Ce qui est neuf ce n’est évidemment pas l’éducation des enfants à la maison (des générations de fils de nobles et de bourgeois avaient des précepteurs) ou les écoles non soumises aux diktats de l’État, mais la mainmise croissante de l’État sur l’éducation des enfants. Mainmise qui ne garantit pas la qualité de l’enseignement. Notons que cet État est de plus en plus juge et partie­. Quels parents isolés pourront résister à des contrôles arbitraires, à des pressions de la part des commissions scolaires, de la DPJ armée de pouvoirs répressifs supplémentaires et qui bénéficie d’une certaine immunité ?

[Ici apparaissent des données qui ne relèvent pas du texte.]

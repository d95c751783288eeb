use std::env;
use std::fs;
use std::io::Write;
use std::path::{Path, PathBuf};
use std::time::Duration;

use anyhow::{Context, Result};
use directories::ProjectDirs;
use serde::{Deserialize, Serialize};
use strum::{Display, EnumString};

use crate::animation::{Easing, ScaleAlphaArgs, StaggerTuning};
use crate::config::themes::ThemeRegistry;

pub mod themes;

pub use themes::Theme;

const APP_DOMAIN: &str = "io";
const APP_ORG: &str = "Notegrid";
const APP_NAME: &str = "notegrid";

pub struct ConfigLoader {
    paths: ConfigPaths,
}

impl ConfigLoader {
    pub fn discover() -> Result<Self> {
        let paths = ConfigPaths::discover()?;
        Ok(Self { paths })
    }

    pub fn from_paths(paths: ConfigPaths) -> Self {
        Self { paths }
    }

    pub fn paths(&self) -> &ConfigPaths {
        &self.paths
    }

    pub fn load_or_init(&self) -> Result<AppConfig> {
        self.paths.ensure_directories()?;
        if !self.paths.config_file.exists() {
            let mut default_cfg = AppConfig::default();
            default_cfg.post_load(&self.paths);
            self.write_default_config(&default_cfg)?;
            return Ok(default_cfg);
        }

        self.load()
    }

    pub fn load(&self) -> Result<AppConfig> {
        let raw = fs::read_to_string(&self.paths.config_file)
            .with_context(|| format!("reading config {}", self.paths.config_file.display()))?;
        let mut cfg: AppConfig = toml::from_str(&raw).context("parsing config toml")?;
        cfg.post_load(&self.paths);
        Ok(cfg)
    }

    fn write_default_config(&self, cfg: &AppConfig) -> Result<()> {
        let toml = toml::to_string_pretty(cfg).context("serializing default config")?;
        if let Some(parent) = self.paths.config_file.parent() {
            fs::create_dir_all(parent).with_context(|| format!("creating {}", parent.display()))?;
        }
        let mut file = fs::File::create(&self.paths.config_file)
            .with_context(|| format!("creating config {}", self.paths.config_file.display()))?;
        file.write_all(toml.as_bytes())
            .context("writing default config")?;
        Ok(())
    }
}

#[derive(Debug, Clone)]
pub struct ConfigPaths {
    pub config_dir: PathBuf,
    pub config_file: PathBuf,
    pub data_dir: PathBuf,
    pub database_path: PathBuf,
    pub export_dir: PathBuf,
    pub log_dir: PathBuf,
    pub state_dir: PathBuf,
}

impl ConfigPaths {
    pub fn discover() -> Result<Self> {
        let override_config = env::var("NOTEGRID_CONFIG").ok().map(PathBuf::from);
        let override_data = env::var("NOTEGRID_DATA").ok().map(PathBuf::from);

        let project_dirs = ProjectDirs::from(APP_DOMAIN, APP_ORG, APP_NAME)
            .context("resolving XDG project directories")?;

        let config_dir = override_config
            .clone()
            .map(|p| {
                if p.is_dir() {
                    p
                } else {
                    p.parent().map(Path::to_path_buf).unwrap_or(p)
                }
            })
            .unwrap_or_else(|| project_dirs.config_dir().to_path_buf());

        let config_file = override_config
            .filter(|p| p.is_file() || p.extension().is_some())
            .unwrap_or_else(|| config_dir.join("config.toml"));

        let data_root = override_data.unwrap_or_else(|| project_dirs.data_dir().to_path_buf());
        let database_path = data_root.join("notes.db");
        let export_dir = data_root.join("exports");

        let state_dir = project_dirs
            .state_dir()
            .map(Path::to_path_buf)
            .unwrap_or_else(|| data_root.join("state"));
        let log_dir = state_dir.join("logs");

        Ok(Self {
            config_dir,
            config_file,
            data_dir: data_root,
            database_path,
            export_dir,
            log_dir,
            state_dir,
        })
    }

    pub fn ensure_directories(&self) -> Result<()> {
        for dir in [
            &self.config_dir,
            &self.data_dir,
            &self.export_dir,
            &self.log_dir,
            &self.state_dir,
        ] {
            fs::create_dir_all(dir)
                .with_context(|| format!("creating application directory {}", dir.display()))?;
        }
        Ok(())
    }
}

#[derive(Debug, Clone, Serialize, Deserialize)]
#[serde(default)]
pub struct AppConfig {
    pub theme: ThemeName,
    /// How long toast notifications stay in the footer.
    pub toast_ms: u64,
    pub grid: GridConfig,
    pub animation: AnimationConfig,
    pub export: ExportOptions,
    pub storage: StorageOptions,
}

impl Default for AppConfig {
    fn default() -> Self {
        Self {
            theme: ThemeName::Dark,
            toast_ms: 2_500,
            grid: GridConfig::default(),
            animation: AnimationConfig::default(),
            export: ExportOptions::default(),
            storage: StorageOptions::default(),
        }
    }
}

impl AppConfig {
    fn post_load(&mut self, paths: &ConfigPaths) {
        self.storage.resolve(paths);
        self.export.resolve(paths);
        if !ThemeRegistry::default().contains(&self.theme) {
            tracing::warn!(?self.theme, "unknown theme in config, falling back to Dark");
            self.theme = ThemeName::Dark;
        }
        if self.grid.columns == 0 {
            tracing::warn!("grid.columns must be positive, using 2");
            self.grid.columns = GridConfig::default().columns;
        }
        if self.animation.stagger_factor == 0 {
            tracing::warn!("animation.stagger_factor must be positive, using the default");
            self.animation.stagger_factor = AnimationConfig::default().stagger_factor;
        }
    }

    pub fn toast_duration(&self) -> Duration {
        Duration::from_millis(self.toast_ms)
    }
}

#[derive(Debug, Clone, Serialize, Deserialize)]
#[serde(default)]
pub struct GridConfig {
    pub columns: usize,
    /// Lines of note content shown on each card before truncation.
    pub preview_lines: u16,
}

impl Default for GridConfig {
    fn default() -> Self {
        Self {
            columns: 2,
            preview_lines: 6,
        }
    }
}

#[derive(Debug, Clone, Serialize, Deserialize)]
#[serde(default)]
pub struct AnimationConfig {
    pub enabled: bool,
    /// Cards per entrance wave.
    pub stagger_factor: usize,
    pub wave_delay_ms: u64,
    pub max_delay_ms: u64,
    pub duration_ms: u64,
    pub easing: Easing,
    pub from_scale: f32,
    pub from_alpha: f32,
}

impl Default for AnimationConfig {
    fn default() -> Self {
        let tuning = StaggerTuning::default();
        Self {
            enabled: true,
            stagger_factor: 3,
            wave_delay_ms: tuning.wave_delay.as_millis() as u64,
            max_delay_ms: tuning.max_delay.as_millis() as u64,
            duration_ms: 150,
            easing: tuning.easing,
            from_scale: 0.8,
            from_alpha: 0.0,
        }
    }
}

impl AnimationConfig {
    pub fn tuning(&self) -> StaggerTuning {
        StaggerTuning {
            wave_delay: Duration::from_millis(self.wave_delay_ms),
            max_delay: Duration::from_millis(self.max_delay_ms),
            easing: self.easing,
        }
    }

    pub fn duration(&self) -> Duration {
        Duration::from_millis(self.duration_ms)
    }

    pub fn scale_alpha_args(&self) -> ScaleAlphaArgs {
        ScaleAlphaArgs {
            from_scale: self.from_scale,
            to_scale: 1.0,
            from_alpha: self.from_alpha.clamp(0.0, 1.0),
            to_alpha: 1.0,
        }
    }
}

#[derive(Debug, Clone, Copy, PartialEq, Eq, Serialize, Deserialize, Display, EnumString)]
#[serde(rename_all = "kebab-case")]
#[strum(serialize_all = "lowercase")]
pub enum ExportFormat {
    Markdown,
    Json,
}

impl ExportFormat {
    pub fn extension(self) -> &'static str {
        match self {
            ExportFormat::Markdown => "md",
            ExportFormat::Json => "json",
        }
    }
}

impl Default for ExportFormat {
    fn default() -> Self {
        ExportFormat::Markdown
    }
}

#[derive(Debug, Clone, Serialize, Deserialize)]
#[serde(default)]
pub struct ExportOptions {
    pub format: ExportFormat,
    /// Empty means `<data dir>/exports`.
    pub directory: PathBuf,
}

impl Default for ExportOptions {
    fn default() -> Self {
        Self {
            format: ExportFormat::Markdown,
            directory: PathBuf::new(),
        }
    }
}

impl ExportOptions {
    fn resolve(&mut self, paths: &ConfigPaths) {
        if self.directory.as_os_str().is_empty() {
            self.directory = paths.export_dir.clone();
        }
    }
}

#[derive(Debug, Clone, Serialize, Deserialize)]
#[serde(default)]
pub struct StorageOptions {
    #[serde(skip)]
    pub database_path: PathBuf,
    pub wal_autocheckpoint: u32,
    pub seed_on_first_run: bool,
}

impl Default for StorageOptions {
    fn default() -> Self {
        Self {
            database_path: PathBuf::new(),
            wal_autocheckpoint: 1000,
            seed_on_first_run: true,
        }
    }
}

impl StorageOptions {
    fn resolve(&mut self, paths: &ConfigPaths) {
        if self.database_path.as_os_str().is_empty() {
            self.database_path = paths.database_path.clone();
        }
    }
}

#[derive(Debug, Clone, Copy, Serialize, Deserialize, PartialEq, Eq, std::hash::Hash)]
#[serde(rename_all = "kebab-case")]
pub enum ThemeName {
    Dark,
    Light,
    HighContrast,
}

impl Default for ThemeName {
    fn default() -> Self {
        ThemeName::Dark
    }
}
use std::io::Stdout;
use std::sync::Arc;
use std::time::{Duration, Instant};

use anyhow::{Context, Result};
use crossterm::event::{
    self, DisableMouseCapture, EnableMouseCapture, Event, KeyCode, KeyEvent, KeyEventKind,
    KeyModifiers,
};
use crossterm::execute;
use crossterm::terminal::{
    disable_raw_mode, enable_raw_mode, EnterAlternateScreen, LeaveAlternateScreen,
};
use ratatui::backend::CrosstermBackend;
use ratatui::Terminal;

use crate::animation::EntranceTracker;
use crate::config::{AppConfig, Theme};
use crate::export::Exporter;
use crate::storage::StorageHandle;
use crate::ui::{self, GridState, RenderContext};

pub mod actions;
pub mod dialogs;
pub mod editor;
pub mod format;
pub mod navigation;
pub mod state;
pub mod view;

use self::actions::{ActionDispatcher, IntentOutcome};
use self::editor::EditorState;
use self::navigation::{NavOptions, NavStack, Route};
use self::state::{AppState, ListDialog};
use self::view::{DialogState, EffectQueue, MenuItem, MenuState, NoteViewSession};

const IDLE_TICK: Duration = Duration::from_millis(250);
const FRAME_TICK: Duration = Duration::from_millis(16);

pub struct App {
    pub config: Arc<AppConfig>,
    pub storage: StorageHandle,
    exporter: Exporter,
    theme: Theme,
    state: AppState,
    nav: NavStack,
    session: Option<NoteViewSession>,
    editor: Option<EditorState>,
    grid: GridState,
    tracker: EntranceTracker,
    /// Note created by `a` that has not been saved yet.
    draft_note: Option<i64>,
    should_quit: bool,
}
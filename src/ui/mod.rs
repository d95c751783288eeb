use std::time::Instant;

use ratatui::layout::{Constraint, Direction, Layout, Rect};
use ratatui::style::{Modifier, Style};
use ratatui::text::{Line, Span};
use ratatui::widgets::{Block, Paragraph};
use ratatui::Frame;

use crate::animation::EntranceTracker;
use crate::app::dialogs;
use crate::app::editor::EditorState;
use crate::app::navigation::Route;
use crate::app::state::{AppState, ListDialog};
use crate::app::view::NoteViewSession;
use crate::config::{AppConfig, Theme};

mod editor;
mod grid;
mod note_view;

pub use grid::{card_height, layout_staggered, CardSlot, GridState};

/// Everything a frame reads. Built fresh by the event loop for each draw.
pub struct RenderContext<'a> {
    pub state: &'a AppState,
    pub config: &'a AppConfig,
    pub theme: &'a Theme,
    pub route: Route,
    pub session: Option<&'a NoteViewSession>,
    pub editor: Option<&'a EditorState>,
    pub now: Instant,
}

pub fn draw_app(
    frame: &mut Frame,
    ctx: &RenderContext,
    grid: &mut GridState,
    tracker: &mut EntranceTracker,
) {
    let rows = Layout::default()
        .direction(Direction::Vertical)
        .constraints([
            Constraint::Length(1),
            Constraint::Min(3),
            Constraint::Length(1),
        ])
        .split(frame.size());

    frame.render_widget(
        Block::default().style(Style::default().bg(ctx.theme.background)),
        frame.size(),
    );
    frame.render_widget(Paragraph::new(build_header(ctx)), rows[0]);

    let body = rows[1];
    match (ctx.route, ctx.session, ctx.editor) {
        (Route::ViewNote { .. }, Some(session), _) => {
            note_view::draw_note_view(frame, body, ctx, session)
        }
        (Route::EditNote { .. }, _, Some(editor)) => {
            editor::draw_editor(frame, body, editor, ctx.theme)
        }
        _ => grid::draw_grid(frame, body, ctx, grid, tracker),
    }

    frame.render_widget(Paragraph::new(build_footer(ctx)), rows[2]);

    if ctx.route == Route::NotesList {
        if let Some(ListDialog::ExportSelection) = ctx.state.list_dialog() {
            let selected = ctx.state.selected_notes();
            if !selected.is_empty() {
                let text = dialogs::export_dialog(&selected, ctx.config.export.format);
                note_view::draw_confirm(
                    frame,
                    &text,
                    "Enter export • Esc cancel",
                    ctx.theme.accent,
                    ctx.theme,
                );
            }
        }
    }
}

fn build_header(ctx: &RenderContext) -> Line<'static> {
    let theme = ctx.theme;
    let strong = Style::default().fg(theme.accent).add_modifier(Modifier::BOLD);
    let muted = Style::default().fg(theme.muted);
    match ctx.route {
        Route::NotesList => {
            let visible = ctx.state.visible_notes().len();
            let mut spans = vec![
                Span::styled("notegrid", strong),
                Span::styled(format!("  {visible} notes"), muted),
            ];
            let search = &ctx.state.search;
            if search.active || !search.input.is_empty() {
                let mut input = format!("  /{}", search.input);
                if search.active {
                    input.push('▌');
                }
                spans.push(Span::styled(input, Style::default().fg(theme.highlight)));
            }
            let selected = ctx.state.selection_len();
            if selected > 0 {
                spans.push(Span::styled(
                    format!("  {selected} selected"),
                    Style::default().fg(theme.selected),
                ));
            }
            Line::from(spans)
        }
        Route::ViewNote { note_id } => Line::from(vec![
            Span::styled("notegrid", strong),
            Span::styled(format!("  note #{note_id}"), muted),
        ]),
        Route::EditNote { note_id } => Line::from(vec![
            Span::styled("notegrid", strong),
            Span::styled(format!("  editing #{note_id}"), muted),
        ]),
    }
}

fn build_footer(ctx: &RenderContext) -> Line<'static> {
    if let Some(toast) = ctx.state.toast() {
        return Line::from(Span::styled(
            toast.message.clone(),
            Style::default()
                .fg(ctx.theme.accent)
                .add_modifier(Modifier::BOLD),
        ));
    }
    let hint = match ctx.route {
        Route::NotesList if ctx.state.is_search_active() => "type to filter • Enter keep • Esc clear",
        Route::NotesList => {
            "Enter open • / search • a new • p pin • space select • x export • q quit"
        }
        Route::ViewNote { .. } => "m menu • e edit • Esc back",
        Route::EditNote { .. } => "Tab switch field • Ctrl-s save • Esc discard",
    };
    Line::from(Span::styled(hint, Style::default().fg(ctx.theme.muted)))
}

pub(crate) fn centered_rect(percent_x: u16, percent_y: u16, area: Rect) -> Rect {
    let vertical = Layout::default()
        .direction(Direction::Vertical)
        .constraints(
            [
                Constraint::Percentage((100 - percent_y) / 2),
                Constraint::Percentage(percent_y),
                Constraint::Percentage((100 - percent_y) / 2),
            ]
            .as_ref(),
        )
        .split(area);

    Layout::default()
        .direction(Direction::Horizontal)
        .constraints(
            [
                Constraint::Percentage((100 - percent_x) / 2),
                Constraint::Percentage(percent_x),
                Constraint::Percentage((100 - percent_x) / 2),
            ]
            .as_ref(),
        )
        .split(vertical[1])[1]
}

#[cfg(test)]
mod tests {
    use super::*;
    use crate::app::view::MenuItem;
    use crate::app::view::EffectQueue;
    use crate::storage::Note;
    use ratatui::backend::TestBackend;
    use ratatui::Terminal;

    fn render(ctx: &RenderContext) -> String {
        let mut terminal = Terminal::new(TestBackend::new(80, 24)).expect("terminal");
        let mut grid = GridState::default();
        let mut tracker = EntranceTracker::disabled();
        terminal
            .draw(|frame| draw_app(frame, ctx, &mut grid, &mut tracker))
            .expect("draw");
        terminal
            .backend()
            .buffer()
            .content
            .iter()
            .map(|cell| cell.symbol())
            .collect()
    }

    #[test]
    fn grid_shows_every_note_title() {
        let state = AppState::from_notes(vec![
            Note::new(1, "Groceries", "milk"),
            Note::new(2, "Plans", "travel"),
        ]);
        let config = AppConfig::default();
        let theme = Theme::default();
        let ctx = RenderContext {
            state: &state,
            config: &config,
            theme: &theme,
            route: Route::NotesList,
            session: None,
            editor: None,
            now: Instant::now(),
        };
        let screen = render(&ctx);
        assert!(screen.contains("Groceries"));
        assert!(screen.contains("Plans"));
        assert!(screen.contains("2 notes"));
    }

    #[test]
    fn missing_note_view_renders_placeholder_and_no_dialog() {
        let state = AppState::from_notes(vec![Note::new(1, "Groceries", "milk")]);
        let config = AppConfig::default();
        let theme = Theme::default();
        let mut session = NoteViewSession::new(99);
        session.open_menu();
        session.select_menu_item(MenuItem::Export, state.notes(), &mut EffectQueue::default());
        let ctx = RenderContext {
            state: &state,
            config: &config,
            theme: &theme,
            route: Route::ViewNote { note_id: 99 },
            session: Some(&session),
            editor: None,
            now: Instant::now(),
        };
        let screen = render(&ctx);
        assert!(screen.contains("note not found"));
        assert!(screen.contains("Jan 1, 1970"));
        assert!(!screen.contains("Export note"));
    }

    #[test]
    fn confirm_dialog_shows_its_title_once() {
        let state = AppState::from_notes(vec![Note::new(1, "Groceries", "milk")]);
        let config = AppConfig::default();
        let theme = Theme::default();
        let mut session = NoteViewSession::new(1);
        session.open_menu();
        session.select_menu_item(MenuItem::Delete, state.notes(), &mut EffectQueue::default());
        let ctx = RenderContext {
            state: &state,
            config: &config,
            theme: &theme,
            route: Route::ViewNote { note_id: 1 },
            session: Some(&session),
            editor: None,
            now: Instant::now(),
        };
        let screen = render(&ctx);
        assert_eq!(screen.matches("Delete note").count(), 1);
        assert!(screen.contains("deleted permanently"));
    }
}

Rappelons une évidence : l’immense majorité des parents dans la ligne de mire de la CAQ ne cherchent pas à ce que leurs enfants ne sachent ni lire, ni écrire, ni compter. Ils ne sont pas négligents. Ils font ce choix parce qu’ils considèrent que l’éducation « dans les clous » tracés par le Monopole ou dans une école particulière n’est pas adaptée à leur enfant et cela pour des raisons diverses : parfois parce que l’enfant se sent mal à l’école, il s’en sent exclu ; parfois parce que les parents considèrent que l’éducation de l’école du coin n’est pas de qualité, n’offre pas un programme particulier ; que les enfants y feraient de mauvaises fréquentations (violence, drogues, élèves turbulents, etc.) ou encore que l’école ne respecte pas leurs convictions philosophiques ou religieuses.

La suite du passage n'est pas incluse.